好き嫌いが多い次男にとって、給食はちょっとハードルが高く、
「食べなければならない」と思うと、学校に行くこと自体がしんどくい様子。
そこで、「じゃあ、お弁当を持って行く?」と聞いたら、
「それだったらいく!」とのこと。
その日は、3時間目からの登校だったので、連絡帳に事情を書いて、お弁当を持たせて送り出した。
ところが、学校からすぐに電話があり
「お弁当は衛生面などの問題があり、事前に養護教諭・栄養教諭を入れて調整してからでないと持ち込みできません。今日はお弁当は食べられないので、給食の時間の前にお迎えに来てください」
と言われてしまった。
それを聞いた私は、
「え、3時間目からの登校で衛生面の問題なんて起こるわけないじゃん。しかも、息子がお弁当を食べようとしているのは、みんなが給食を食べる教室ではなく、個別指導用の別教室。
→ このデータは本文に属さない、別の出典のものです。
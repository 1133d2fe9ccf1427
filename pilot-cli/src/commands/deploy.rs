//! `pilot deploy` — print the operator's Deployment manifest.

use anyhow::{Context, Result};
use clap::Args;

use pilot_codegen::deployment_for;

use super::project::ProjectArgs;

/// Arguments for `pilot deploy`.
#[derive(Args, Debug)]
pub struct DeployArgs {
    #[command(flatten)]
    pub project: ProjectArgs,
}

impl DeployArgs {
    pub fn run(self) -> Result<()> {
        let model = self.project.load_model()?;
        let yaml = deployment_for(&model)
            .to_yaml()
            .context("failed to render Deployment")?;
        print!("{yaml}");
        Ok(())
    }
}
なんで柔軟な対応ができないの?」
と、カチンと来た。
カチンとはきたけど、その時点で、自分はまだ冷静だと思っていた。
第三者の公平な意見が聞きたいと思い、教育委員会がやっている教育相談窓口に電話し、「こういう対応は普通なのか?」と問い合わせることにした。
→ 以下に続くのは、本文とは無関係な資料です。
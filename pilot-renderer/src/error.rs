//! Error types for pilot-renderer.

use std::error::Error as _;

use thiserror::Error;

use pilot_core::ResolutionError;

/// All errors that can arise from rendering a single template.
#[derive(Debug, Error)]
pub enum RenderError {
    /// The template source failed to parse.
    #[error("template '{template}' has a syntax error: {detail}")]
    Syntax { template: String, detail: String },

    /// The template parsed but failed while executing against its context
    /// (missing variable, failing function or filter, unserializable context).
    #[error("template '{template}' failed to render: {detail}")]
    Execution { template: String, detail: String },

    /// The template store could not supply the template source.
    #[error(transparent)]
    Resolution(#[from] ResolutionError),
}

impl RenderError {
    pub(crate) fn syntax(template: &str, err: &tera::Error) -> Self {
        RenderError::Syntax { template: template.to_string(), detail: flatten(err) }
    }

    pub(crate) fn execution(template: &str, err: &tera::Error) -> Self {
        RenderError::Execution { template: template.to_string(), detail: flatten(err) }
    }

    /// Identifier of the template involved, when there is one.
    pub fn template(&self) -> Option<&str> {
        match self {
            RenderError::Syntax { template, .. } | RenderError::Execution { template, .. } => {
                Some(template)
            }
            RenderError::Resolution(ResolutionError::TemplateNotFound { id })
            | RenderError::Resolution(ResolutionError::TemplateIo { id, .. }) => Some(id),
            RenderError::Resolution(_) => None,
        }
    }
}

/// Tera reports the useful part (the failing variable or function) in the
/// source chain; join the whole chain into one line.
fn flatten(err: &tera::Error) -> String {
    let mut parts = vec![err.to_string()];
    let mut source = err.source();
    while let Some(inner) = source {
        parts.push(inner.to_string());
        source = inner.source();
    }
    parts.join(": ")
}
担当者は、やや同情的な口調ながらも、「学校としてはそれは普通の対応かもしれないですね…」と、やはり学校の対応を肯定する。
…なぜかイライラが募る。
けんか腰になりかけたその時。
あ、これ、私の気持ちの問題かもしれない
と気づいた。
私は、
「不登校気味の次男が、少しでも学校に楽しく行けるように工夫したい」
と思っていた。
でも、それは学校のルールでは受け入れられない内容だった。
相手は、単純に、手続き上の話として話していた。
私には、そのことが、
「ルールに合わせられないのならば、学校に来なくてもいい」
と言われているように感じてしまった。
ほんとうは、とても悲しかった。
つまり、私は、自分の悲しさをわかってもらうために電話していた。
決して、「第三者に公平な立場で見てもらう」という理由じゃなかったんだ…
これは、ちょっとショックな気づきだった。
なぜなら、私はこれまで、何か行動を起こす時は、
理由(なぜそれをやるのか?)
⇓
行動(どうやってやるのか)
という順番で考えていると思っていたから。
ロジカルシンキング講師として、
「結論を言うときには、根拠(理由)を添えましょう」とも言ってきたし、
子ども達にも「なぜやりたくないの?」と理由を求めてきた。
行動できない自分、理解できない自分にも「なぜできないんだろう」「なぜわからないんだろう」と、理由を知ればできるようになると思っていた。
しかし、よく振り返ってみると、実際には、
感覚(やったほうがいい/やるべきだ)
⇓
行動(どうやってやるのか)
⇓
理由(私にとってこういう意味があったのか=なぜそれをやるのか)
という後付けで理由を思いついていただけなのかもしれない。
電話をしようと思ったときには、「自分が悲しく思っていて、その悲しさをわかってもらいたい」という理由があるなんて、思いもしなかった。
行動してみてはじめて、「自分の行動の理由はこれだったのか」と言語化ができたわけだ。
もしかすると、こういうことは日常でも起きていたのかもしれない。
最初は、小さな違和感として。
・これはおかしい
・これは面倒だ
・このままだとやばい…etc
言葉にならない、「イラっとした」という感覚だったり、「どんよりする」という感覚のときも。
しかし、その感覚が起点になって、「(この不快な感情を避けるために)行動しよう」と考える。
理由は後付け。
たぶん、私は、後付けで思いついた理由を言語化するのが得意な人だった。
だから、
理由
⇓
行動
だと思っていた。
私が今まで、こだわっていた「理由があるはずだ」は、ただの私の思い込みだったのかもしれない。
行動してから理由が言語化されている、そしてその言語化スキルが高いので、行動する前に理由を考えられているように感じるだけ。
そう考えると、
理由にこだわらなくも行動できるし、人に理由をもとめすぎなくてもいい。
私はもっと、自由に行動できるのかもしれない。
自分を縛り付けていた、「理由」からの小さな卒業のような出来事だった。